As I said, extensive consultation will take place this year on the future funding of the social care system, and we will produce a Green Paper later in the year. I want an all-party consensus for change on the funding of long-term care. I hope that politicians will resist the temptation to resort to petty politics. We all know that it is not easy to balance the respective responsibilities of the state and the citizen when considering the scale of demographic change and people’s rising expectations. Publication of the Green Paper will be incredibly important.
I will be extending my campaign to put dignity for older people at the heart of all care services. We want the subject to be debated on every hospital ward, in every residential and nursing home, and within all domiciliary services, voluntary organisations and local authorities.

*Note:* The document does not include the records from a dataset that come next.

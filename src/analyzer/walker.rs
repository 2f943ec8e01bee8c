//! The variable-scope walker (§4.8): a recursive descent over the default
//! adapter's AST that tracks lexical depth, a known-declarations stack, and
//! a "parent intent" tag, producing diagnostics and populating each
//! document's private/global declaration lists and the server-wide global
//! table.
//!
//! Ported rule for rule from `recalculate_analysis_helper`'s switch
//! statement. One point where the distilled rule text underdetermines
//! behavior was resolved against the concrete testable scenarios rather
//! than against the (unavailable) original definition of
//! `analysis_ensure_L0001_L0003`:
//!
//! - `ASSIGNMENT`'s declare step never runs the L-0001 shadow check — only
//!   declarations introduced by `private` or `for "name"` do. Checking
//!   shadowing on every reassignment would raise a spurious L-0001 on the
//!   second statement of `private _x; _x = 1; _x`, which must produce zero
//!   diagnostics.
//!
//! The known-stack itself is a single flat `Vec` keyed by lexical depth
//! rather than a real stack of scopes: a `CODE` subtree's exit truncates to
//! "the first element whose level > current", i.e. drops everything
//! introduced at a depth strictly deeper than the `CODE` node's own.

use crate::diagnostic::{Diagnostic, Position, Range, Severity};
use crate::vm::ast::{Node, NodeKind, Token};

use super::declaration::{GlobalTable, SharedDeclaration, VariableDeclaration};

#[derive(Debug, Clone, Copy, PartialEq, Eq)]
enum Intent {
    Na,
    DeclareForeachXAndIndex,
    DeclareX,
    Private,
}

pub struct AnalysisOutcome {
    pub diagnostics: Vec<Diagnostic>,
    pub private_decls: Vec<SharedDeclaration>,
    pub global_decls: Vec<SharedDeclaration>,
}

/// Runs the variable-scope walker over `root`, publishing any
/// newly-discovered global declarations to `globals` under `owner_path`.
pub fn analyze(root: &Node, owner_path: &str, globals: &GlobalTable) -> AnalysisOutcome {
    globals.retract(owner_path);
    let mut walker = Walker {
        owner_path: owner_path.to_string(),
        globals,
        diagnostics: Vec::new(),
        private_decls: Vec::new(),
        global_decls: Vec::new(),
    };
    let mut known = Vec::new();
    walker.walk(root, 0, &mut known, Intent::Na);
    AnalysisOutcome {
        diagnostics: walker.diagnostics,
        private_decls: walker.private_decls,
        global_decls: walker.global_decls,
    }
}

pub(super) struct Walker<'a> {
    owner_path: String,
    globals: &'a GlobalTable,
    diagnostics: Vec<Diagnostic>,
    private_decls: Vec<SharedDeclaration>,
    global_decls: Vec<SharedDeclaration>,
}

impl<'a> Walker<'a> {
    fn walk(&mut self, node: &Node, depth: usize, known: &mut Vec<SharedDeclaration>, intent: Intent) {
        match node.kind {
            NodeKind::Assignment => self.walk_assignment(node, depth, known),
            NodeKind::Code => self.walk_code(node, depth, known, intent),
            NodeKind::Variable => self.walk_variable_ref(node, known),
            NodeKind::String => {
                if intent == Intent::Private {
                    self.declare_checked(known, depth, node.token, &node.content, true, true);
                }
            }
            NodeKind::BinaryExpr => self.walk_binary(node, depth, known),
            NodeKind::UnaryExpr => self.walk_unary(node, depth, known, intent),
            NodeKind::Number | NodeKind::OperatorTag => {}
            NodeKind::Array => {
                for child in &node.children {
                    self.walk(child, depth, known, intent);
                }
            }
        }
    }

    fn walk_assignment(&mut self, node: &Node, depth: usize, known: &mut Vec<SharedDeclaration>) {
        let lhs = &node.children[0];
        let rhs = &node.children[1];
        self.declare_checked(known, depth, lhs.token, &lhs.content, false, false);
        self.walk(lhs, depth, known, Intent::Na);
        self.walk(rhs, depth, known, Intent::Na);
    }

    fn walk_code(&mut self, node: &Node, depth: usize, known: &mut Vec<SharedDeclaration>, intent: Intent) {
        match intent {
            Intent::DeclareX => self.push_plain(known, depth, node.token, "_x"),
            Intent::DeclareForeachXAndIndex => {
                self.push_plain(known, depth, node.token, "_x");
                self.push_plain(known, depth, node.token, "_foreachindex");
            }
            Intent::Na | Intent::Private => {}
        }
        for child in &node.children {
            self.walk(child, depth + 1, known, Intent::Na);
        }
        // "Truncate to the first element whose level > current" (spec's
        // design note for a flat known-stack), applied at this node's own
        // depth rather than depth+1.
        known.retain(|d| d.lock().level <= depth);
    }

    fn walk_variable_ref(&mut self, node: &Node, known: &[SharedDeclaration]) {
        let name = &node.content;
        match known.iter().rev().find(|d| d.lock().name == *name) {
            Some(decl) => decl.lock().usages.push(Position::from_token(node.token)),
            None => self.diagnostics.push(Diagnostic::new(
                "L-0002",
                point_range(node.token),
                format!("Variable '{name}' not defined."),
                Severity::Warning,
            )),
        }
    }

    fn walk_binary(&mut self, node: &Node, depth: usize, known: &mut Vec<SharedDeclaration>) {
        let left = &node.children[0];
        let op = node.children[1].content.as_str();
        let right = &node.children[2];
        match op {
            "spawn" => {
                let mut fresh = vec![self.fresh_this(depth, node.token)];
                self.walk(left, depth, &mut fresh, Intent::Na);
                self.walk(right, depth, &mut fresh, Intent::Na);
            }
            "foreach" => {
                self.walk(left, depth + 1, known, Intent::DeclareForeachXAndIndex);
                self.walk(right, depth + 1, known, Intent::DeclareForeachXAndIndex);
            }
            "count" | "select" | "apply" | "findif" => {
                self.walk(left, depth + 1, known, Intent::DeclareX);
                self.walk(right, depth + 1, known, Intent::DeclareX);
            }
            _ => {
                self.walk(left, depth, known, Intent::Na);
                self.walk(right, depth, known, Intent::Na);
            }
        }
    }

    fn walk_unary(&mut self, node: &Node, depth: usize, known: &mut Vec<SharedDeclaration>, intent: Intent) {
        let op = node.children[0].content.as_str();
        let operand = &node.children[1];
        match op {
            "spawn" => {
                let mut fresh = vec![self.fresh_this(depth + 1, node.token)];
                self.walk(operand, depth, &mut fresh, Intent::Na);
            }
            "private" => self.walk(operand, depth, known, Intent::Private),
            "for" if operand.kind == NodeKind::String => {
                self.declare_checked(known, depth, operand.token, &operand.content, true, false);
            }
            "params" => super::params::analysis_params(self, operand, depth, known),
            _ => self.walk(operand, depth, known, intent),
        }
    }

    fn fresh_this(&mut self, depth: usize, token: Token) -> SharedDeclaration {
        self.new_declaration(depth, token, "_this")
    }

    fn push_plain(&mut self, known: &mut Vec<SharedDeclaration>, depth: usize, token: Token, name: &str) {
        let decl = self.new_declaration(depth, token, name);
        known.push(decl);
    }

    /// Introduces a declaration, optionally running the shadowing (L-0001)
    /// and private-naming (L-0003) checks beforehand.
    pub(super) fn declare_checked(
        &mut self,
        known: &mut Vec<SharedDeclaration>,
        depth: usize,
        token: Token,
        name: &str,
        check_shadow: bool,
        check_underscore: bool,
    ) -> SharedDeclaration {
        if check_shadow && known.iter().any(|d| d.lock().name == name) {
            self.diagnostics.push(Diagnostic::new(
                "L-0001",
                point_range(token),
                format!("'{name}' hides previous declaration."),
                Severity::Warning,
            ));
        }
        if check_underscore && !name.starts_with('_') {
            self.diagnostics.push(Diagnostic::new(
                "L-0003",
                point_range(token),
                format!("'{name}' is not starting with an underscore ('_')."),
                Severity::Error,
            ));
        }
        let decl = self.new_declaration(depth, token, name);
        known.push(decl.clone());
        decl
    }

    fn new_declaration(&mut self, depth: usize, token: Token, name: &str) -> SharedDeclaration {
        let decl = std::sync::Arc::new(parking_lot::Mutex::new(VariableDeclaration::new(
            name.to_string(),
            depth,
            Position::from_token(token),
            self.owner_path.clone(),
        )));
        if name.starts_with('_') {
            self.private_decls.push(decl.clone());
        } else {
            self.global_decls.push(decl.clone());
            self.globals.publish(decl.clone());
        }
        decl
    }

    pub(super) fn raise(&mut self, code: &str, token: Token, message: String, severity: Severity) {
        self.diagnostics.push(Diagnostic::new(code, point_range(token), message, severity));
    }
}

fn point_range(token: Token) -> Range {
    Range::point(Position::from_token(token))
}

#[cfg(test)]
mod tests {
    use super::*;
    use crate::vm::parser::Parser;

    fn run(src: &str) -> AnalysisOutcome {
        let root = Parser::new(src).parse_program().expect("parses");
        let globals = GlobalTable::new();
        analyze(&root, "/test.tl", &globals)
    }

    #[test]
    fn scenario_1_reassignment_has_no_diagnostics_and_two_usages() {
        let outcome = run("private _x; _x = 1; _x");
        assert!(outcome.diagnostics.is_empty(), "{:?}", outcome.diagnostics);
        let total_usages: usize = outcome
            .private_decls
            .iter()
            .filter(|d| d.lock().name == "_x")
            .map(|d| d.lock().usages.len())
            .sum();
        assert_eq!(total_usages, 2);
    }

    #[test]
    fn scenario_2_private_non_underscore_raises_l0003() {
        let outcome = run(r#"private "x""#);
        assert_eq!(outcome.diagnostics.len(), 1);
        assert_eq!(outcome.diagnostics[0].code, "L-0003");
    }

    #[test]
    fn scenario_3_duplicate_private_raises_one_l0001() {
        let outcome = run("private _a; private _a");
        assert_eq!(outcome.diagnostics.len(), 1);
        assert_eq!(outcome.diagnostics[0].code, "L-0001");
    }

    #[test]
    fn scenario_4_foreach_introduces_x_without_l0002() {
        let outcome = run("{ _x } forEach [1,2,3]");
        assert!(outcome.diagnostics.iter().all(|d| d.code != "L-0002"));
    }

    #[test]
    fn scenario_5_undeclared_hint_raises_l0002() {
        let outcome = run("hint _undeclared");
        assert_eq!(outcome.diagnostics.len(), 1);
        assert_eq!(outcome.diagnostics[0].code, "L-0002");
    }

    #[test]
    fn scenario_6_spawn_isolates_this() {
        let outcome = run("[] spawn { _this }; _this");
        let l0002s: Vec<_> = outcome.diagnostics.iter().filter(|d| d.code == "L-0002").collect();
        assert_eq!(l0002s.len(), 1);
    }

    #[test]
    fn analysis_is_deterministic_across_runs() {
        let src = "private _x; { _x } forEach [1,2]; hint _y";
        let a = run(src);
        let b = run(src);
        let codes = |o: &AnalysisOutcome| o.diagnostics.iter().map(|d| d.code.clone()).collect::<Vec<_>>();
        assert_eq!(codes(&a), codes(&b));
    }
}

The question is how to improve dignity for older people in every care setting.
We will review the protection regulation system for vulnerable adults. We know that elder abuse is a growing concern. Twenty or 30 years ago, we were beginning to talk openly about the scale of child abuse. With elder abuse, public debate is arguably at a similar stage so we will review the protection regulations later this year.
In the spring, the Prime Minister will announce a new deal for carers. With a 10-year plan, we will seek to address the growing number of people who spend a significant proportion of their lives caring for older or disabled relatives; and we as a society and as a Government must do more to recognise, value and support their contribution.
Alongside that is the Darzi review of the NHS. Having rebuilt the foundations of the NHS during the past 10 years, the challenge now is to move to a world-class health service, with personalisation at its heart—one in which people are treated as people and not patients, because individuals and families have distinct needs. As the Prime Minister said recently, we need to harness all our expertise and technology and the most recent medical advances to shift towards early intervention and prevention, moving from a sickness health service to a well-being national health service.
The year 2008 is the time for us to consider all approaches to the needs of older people and disabled people, and for the Government to demonstrate their willingness to step up to the plate and tackle the issues head on. I believe that many of them require an all-party consensus, and we will be striving to achieve that whenever possible as those debate become more acute.